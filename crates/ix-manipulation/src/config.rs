//! Manipulation configuration
//!
//! Settings can be built in code or loaded from a RON file.

use std::path::Path;

use glam::Vec3;
use ix_core::OneEuroConfig;
use serde::{Deserialize, Serialize};

use crate::constants::{
    DEFAULT_MAXIMUM_SCALE_FACTOR, DEFAULT_MINIMUM_SCALE_FACTOR, DEFAULT_Z_STRETCH_FACTOR_MAX,
    DEFAULT_Z_STRETCH_FACTOR_MIN,
};

/// Axis rotation is restricted to
#[derive(Debug, Clone, Copy, PartialEq, Eq, Default, Serialize, Deserialize)]
pub enum RotationAxis {
    #[default]
    All,
    X,
    Y,
    Z,
}

impl RotationAxis {
    /// World axis for a constrained mode, `None` for `All`
    pub fn axis(self) -> Option<Vec3> {
        match self {
            RotationAxis::All => None,
            RotationAxis::X => Some(Vec3::X),
            RotationAxis::Y => Some(Vec3::Y),
            RotationAxis::Z => Some(Vec3::Z),
        }
    }
}

/// Manipulation settings
#[derive(Debug, Clone, PartialEq, Serialize, Deserialize)]
#[serde(default)]
pub struct ManipulationConfig {
    pub enable_translation: bool,
    pub enable_rotation: bool,
    /// Two-handed scaling
    pub enable_scale: bool,
    pub enable_x_translation: bool,
    pub enable_y_translation: bool,
    pub enable_z_translation: bool,
    pub rotation_axis: RotationAxis,
    /// Smallest allowed scale, relative to the original local scale
    pub minimum_scale_factor: f32,
    /// Largest allowed scale, relative to the original local scale
    pub maximum_scale_factor: f32,
    /// Amplify depth motion during ray manipulation
    pub enable_stretch_z: bool,
    pub z_stretch_factor_min: f32,
    pub z_stretch_factor_max: f32,
    pub use_filter: bool,
    pub filter: OneEuroConfig,
}

impl Default for ManipulationConfig {
    fn default() -> Self {
        Self {
            enable_translation: true,
            enable_rotation: true,
            enable_scale: true,
            enable_x_translation: true,
            enable_y_translation: true,
            enable_z_translation: true,
            rotation_axis: RotationAxis::All,
            minimum_scale_factor: DEFAULT_MINIMUM_SCALE_FACTOR,
            maximum_scale_factor: DEFAULT_MAXIMUM_SCALE_FACTOR,
            enable_stretch_z: true,
            z_stretch_factor_min: DEFAULT_Z_STRETCH_FACTOR_MIN,
            z_stretch_factor_max: DEFAULT_Z_STRETCH_FACTOR_MAX,
            use_filter: true,
            filter: OneEuroConfig::default(),
        }
    }
}

impl ManipulationConfig {
    /// Check value ranges
    pub fn validate(&self) -> Result<(), ConfigError> {
        let finite = [
            self.minimum_scale_factor,
            self.maximum_scale_factor,
            self.z_stretch_factor_min,
            self.z_stretch_factor_max,
            self.filter.min_cutoff,
            self.filter.beta,
            self.filter.dcutoff,
        ];
        if finite.iter().any(|v| !v.is_finite()) {
            return Err(ConfigError::Invalid("values must be finite".into()));
        }
        if self.minimum_scale_factor <= 0.0 {
            return Err(ConfigError::Invalid(format!(
                "minimum_scale_factor must be positive, got {}",
                self.minimum_scale_factor
            )));
        }
        if self.maximum_scale_factor < self.minimum_scale_factor {
            return Err(ConfigError::Invalid(format!(
                "maximum_scale_factor {} is below minimum_scale_factor {}",
                self.maximum_scale_factor, self.minimum_scale_factor
            )));
        }
        if self.z_stretch_factor_min < 0.0 || self.z_stretch_factor_max < self.z_stretch_factor_min
        {
            return Err(ConfigError::Invalid(format!(
                "z stretch range [{}, {}] is invalid",
                self.z_stretch_factor_min, self.z_stretch_factor_max
            )));
        }
        if self.filter.min_cutoff <= 0.0 || self.filter.dcutoff <= 0.0 || self.filter.beta < 0.0 {
            return Err(ConfigError::Invalid(
                "filter cutoffs must be positive and beta non-negative".into(),
            ));
        }
        Ok(())
    }

    /// Parse and validate a RON document
    pub fn from_ron_str(content: &str) -> Result<Self, ConfigError> {
        let config: ManipulationConfig =
            ron::from_str(content).map_err(|e| ConfigError::Deserialize(e.to_string()))?;
        config.validate()?;
        Ok(config)
    }

    /// Serialize to pretty RON
    pub fn to_ron_string(&self) -> Result<String, ConfigError> {
        ron::ser::to_string_pretty(self, ron::ser::PrettyConfig::default())
            .map_err(|e| ConfigError::Serialize(e.to_string()))
    }

    /// Load configuration from a RON file
    pub fn load(path: impl AsRef<Path>) -> Result<Self, ConfigError> {
        let content =
            std::fs::read_to_string(path.as_ref()).map_err(|e| ConfigError::Io(e.to_string()))?;
        Self::from_ron_str(&content)
    }

    /// Save configuration to a RON file
    pub fn save(&self, path: impl AsRef<Path>) -> Result<(), ConfigError> {
        let content = self.to_ron_string()?;
        std::fs::write(path.as_ref(), content).map_err(|e| ConfigError::Io(e.to_string()))
    }
}

/// Configuration errors
#[derive(Debug, Clone, thiserror::Error)]
pub enum ConfigError {
    #[error("IO error: {0}")]
    Io(String),
    #[error("Serialization error: {0}")]
    Serialize(String),
    #[error("Deserialization error: {0}")]
    Deserialize(String),
    #[error("Invalid configuration: {0}")]
    Invalid(String),
}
┄┄┄┄┄┄
What to produce → State the number of lines in the records above that contain the string "Some", and give nothing else.

Result for this exercise → 3